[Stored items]
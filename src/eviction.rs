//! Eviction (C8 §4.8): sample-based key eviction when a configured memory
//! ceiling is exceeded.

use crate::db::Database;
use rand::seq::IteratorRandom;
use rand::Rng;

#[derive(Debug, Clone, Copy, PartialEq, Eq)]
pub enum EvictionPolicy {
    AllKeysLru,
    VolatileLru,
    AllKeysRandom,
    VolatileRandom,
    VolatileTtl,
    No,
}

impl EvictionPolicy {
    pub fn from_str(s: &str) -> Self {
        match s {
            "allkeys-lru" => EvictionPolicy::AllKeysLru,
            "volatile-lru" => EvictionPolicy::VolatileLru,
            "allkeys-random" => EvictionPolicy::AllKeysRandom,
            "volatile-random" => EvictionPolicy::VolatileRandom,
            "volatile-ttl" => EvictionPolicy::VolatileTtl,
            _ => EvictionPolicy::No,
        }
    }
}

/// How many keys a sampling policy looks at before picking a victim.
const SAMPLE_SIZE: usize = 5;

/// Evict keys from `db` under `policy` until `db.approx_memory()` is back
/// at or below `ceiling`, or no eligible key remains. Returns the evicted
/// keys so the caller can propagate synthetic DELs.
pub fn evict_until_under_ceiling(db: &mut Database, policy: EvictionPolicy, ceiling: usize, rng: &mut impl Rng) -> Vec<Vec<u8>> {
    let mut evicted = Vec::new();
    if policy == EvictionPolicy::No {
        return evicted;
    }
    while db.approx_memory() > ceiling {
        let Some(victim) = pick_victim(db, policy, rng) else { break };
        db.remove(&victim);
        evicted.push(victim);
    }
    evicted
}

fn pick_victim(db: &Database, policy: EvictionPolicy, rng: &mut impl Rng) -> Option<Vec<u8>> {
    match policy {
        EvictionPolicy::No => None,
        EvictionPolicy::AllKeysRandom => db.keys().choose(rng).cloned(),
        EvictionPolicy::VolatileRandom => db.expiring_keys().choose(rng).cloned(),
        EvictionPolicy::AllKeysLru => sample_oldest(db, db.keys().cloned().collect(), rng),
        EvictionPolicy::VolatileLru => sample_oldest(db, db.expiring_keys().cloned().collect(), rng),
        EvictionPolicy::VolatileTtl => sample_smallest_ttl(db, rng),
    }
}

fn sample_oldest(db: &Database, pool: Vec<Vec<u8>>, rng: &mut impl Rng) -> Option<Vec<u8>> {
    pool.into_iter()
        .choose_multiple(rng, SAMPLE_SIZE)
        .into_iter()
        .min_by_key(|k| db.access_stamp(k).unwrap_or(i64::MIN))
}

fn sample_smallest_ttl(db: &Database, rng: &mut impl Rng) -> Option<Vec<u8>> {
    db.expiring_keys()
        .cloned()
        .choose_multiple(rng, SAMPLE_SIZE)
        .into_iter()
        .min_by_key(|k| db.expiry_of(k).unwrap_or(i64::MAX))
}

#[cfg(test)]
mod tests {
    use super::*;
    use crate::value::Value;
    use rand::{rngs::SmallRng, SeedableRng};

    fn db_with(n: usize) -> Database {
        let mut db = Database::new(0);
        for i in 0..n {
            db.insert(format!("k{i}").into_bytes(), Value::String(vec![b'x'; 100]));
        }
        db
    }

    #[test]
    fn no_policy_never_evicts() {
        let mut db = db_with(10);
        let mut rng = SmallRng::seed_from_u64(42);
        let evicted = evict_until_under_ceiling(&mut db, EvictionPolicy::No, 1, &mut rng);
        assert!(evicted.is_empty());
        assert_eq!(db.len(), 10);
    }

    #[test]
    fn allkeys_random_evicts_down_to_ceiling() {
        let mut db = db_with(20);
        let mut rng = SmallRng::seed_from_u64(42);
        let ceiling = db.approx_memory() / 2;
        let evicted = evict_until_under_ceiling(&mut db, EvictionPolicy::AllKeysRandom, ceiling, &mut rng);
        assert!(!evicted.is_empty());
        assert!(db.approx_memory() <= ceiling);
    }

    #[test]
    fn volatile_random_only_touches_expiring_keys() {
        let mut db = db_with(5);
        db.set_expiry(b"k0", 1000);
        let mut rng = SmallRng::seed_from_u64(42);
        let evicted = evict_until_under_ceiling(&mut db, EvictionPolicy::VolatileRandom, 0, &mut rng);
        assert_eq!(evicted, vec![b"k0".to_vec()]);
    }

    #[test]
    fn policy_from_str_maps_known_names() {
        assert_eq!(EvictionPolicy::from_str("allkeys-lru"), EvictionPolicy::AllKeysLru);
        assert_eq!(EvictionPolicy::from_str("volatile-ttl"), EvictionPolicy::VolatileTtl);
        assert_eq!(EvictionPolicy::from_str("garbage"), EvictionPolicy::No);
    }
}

[What is needed]
Your task is to reproduce each entry exactly.

[Solution to the exercise]
filename src/eviction.rs
//! Eviction (C8 §4.8): sample-based key eviction when a configured memory
//! ceiling is exceeded.

use crate::db::Database;
use rand::seq::IteratorRandom;
use rand::Rng;

#[derive(Debug, Clone, Copy, PartialEq, Eq)]
pub enum EvictionPolicy {
    AllKeysLru,
    VolatileLru,
    AllKeysRandom,
    VolatileRandom,
    VolatileTtl,
    No,
}

impl EvictionPolicy {
    pub fn from_str(s: &str) -> Self {
        match s {
            "allkeys-lru" => EvictionPolicy::AllKeysLru,
            "volatile-lru" => EvictionPolicy::VolatileLru,
            "allkeys-random" => EvictionPolicy::AllKeysRandom,
            "volatile-random" => EvictionPolicy::VolatileRandom,
            "volatile-ttl" => EvictionPolicy::VolatileTtl,
            _ => EvictionPolicy::No,
        }
    }
}

/// How many keys a sampling policy looks at before picking a victim.
const SAMPLE_SIZE: usize = 5;

/// Evict keys from `db` under `policy` until `db.approx_memory()` is back
/// at or below `ceiling`, or no eligible key remains. Returns the evicted
/// keys so the caller can propagate synthetic DELs.
pub fn evict_until_under_ceiling(db: &mut Database, policy: EvictionPolicy, ceiling: usize, rng: &mut impl Rng) -> Vec<Vec<u8>> {
    let mut evicted = Vec::new();
    if policy == EvictionPolicy::No {
        return evicted;
    }
    while db.approx_memory() > ceiling {
        let Some(victim) = pick_victim(db, policy, rng) else { break };
        db.remove(&victim);
        evicted.push(victim);
    }
    evicted
}

fn pick_victim(db: &Database, policy: EvictionPolicy, rng: &mut impl Rng) -> Option<Vec<u8>> {
    match policy {
        EvictionPolicy::No => None,
        EvictionPolicy::AllKeysRandom => db.keys().choose(rng).cloned(),
        EvictionPolicy::VolatileRandom => db.expiring_keys().choose(rng).cloned(),
        EvictionPolicy::AllKeysLru => sample_oldest(db, db.keys().cloned().collect(), rng),
        EvictionPolicy::VolatileLru => sample_oldest(db, db.expiring_keys().cloned().collect(), rng),
        EvictionPolicy::VolatileTtl => sample_smallest_ttl(db, rng),
    }
}

fn sample_oldest(db: &Database, pool: Vec<Vec<u8>>, rng: &mut impl Rng) -> Option<Vec<u8>> {
    pool.into_iter()
        .choose_multiple(rng, SAMPLE_SIZE)
        .into_iter()
        .min_by_key(|k| db.access_stamp(k).unwrap_or(i64::MIN))
}

fn sample_smallest_ttl(db: &Database, rng: &mut impl Rng) -> Option<Vec<u8>> {
    db.expiring_keys()
        .cloned()
        .choose_multiple(rng, SAMPLE_SIZE)
        .into_iter()
        .min_by_key(|k| db.expiry_of(k).unwrap_or(i64::MAX))
}

#[cfg(test)]
mod tests {
    use super::*;
    use crate::value::Value;
    use rand::{rngs::SmallRng, SeedableRng};

    fn db_with(n: usize) -> Database {
        let mut db = Database::new(0);
        for i in 0..n {
            db.insert(format!("k{i}").into_bytes(), Value::String(vec![b'x'; 100]));
        }
        db
    }

    #[test]
    fn no_policy_never_evicts() {
        let mut db = db_with(10);
        let mut rng = SmallRng::seed_from_u64(42);
        let evicted = evict_until_under_ceiling(&mut db, EvictionPolicy::No, 1, &mut rng);
        assert!(evicted.is_empty());
        assert_eq!(db.len(), 10);
    }

    #[test]
    fn allkeys_random_evicts_down_to_ceiling() {
        let mut db = db_with(20);
        let mut rng = SmallRng::seed_from_u64(42);
        let ceiling = db.approx_memory() / 2;
        let evicted = evict_until_under_ceiling(&mut db, EvictionPolicy::AllKeysRandom, ceiling, &mut rng);
        assert!(!evicted.is_empty());
        assert!(db.approx_memory() <= ceiling);
    }

    #[test]
    fn volatile_random_only_touches_expiring_keys() {
        let mut db = db_with(5);
        db.set_expiry(b"k0", 1000);
        let mut rng = SmallRng::seed_from_u64(42);
        let evicted = evict_until_under_ceiling(&mut db, EvictionPolicy::VolatileRandom, 0, &mut rng);
        assert_eq!(evicted, vec![b"k0".to_vec()]);
    }

    #[test]
    fn policy_from_str_maps_known_names() {
        assert_eq!(EvictionPolicy::from_str("allkeys-lru"), EvictionPolicy::AllKeysLru);
        assert_eq!(EvictionPolicy::from_str("volatile-ttl"), EvictionPolicy::VolatileTtl);
        assert_eq!(EvictionPolicy::from_str("garbage"), EvictionPolicy::No);
    }
}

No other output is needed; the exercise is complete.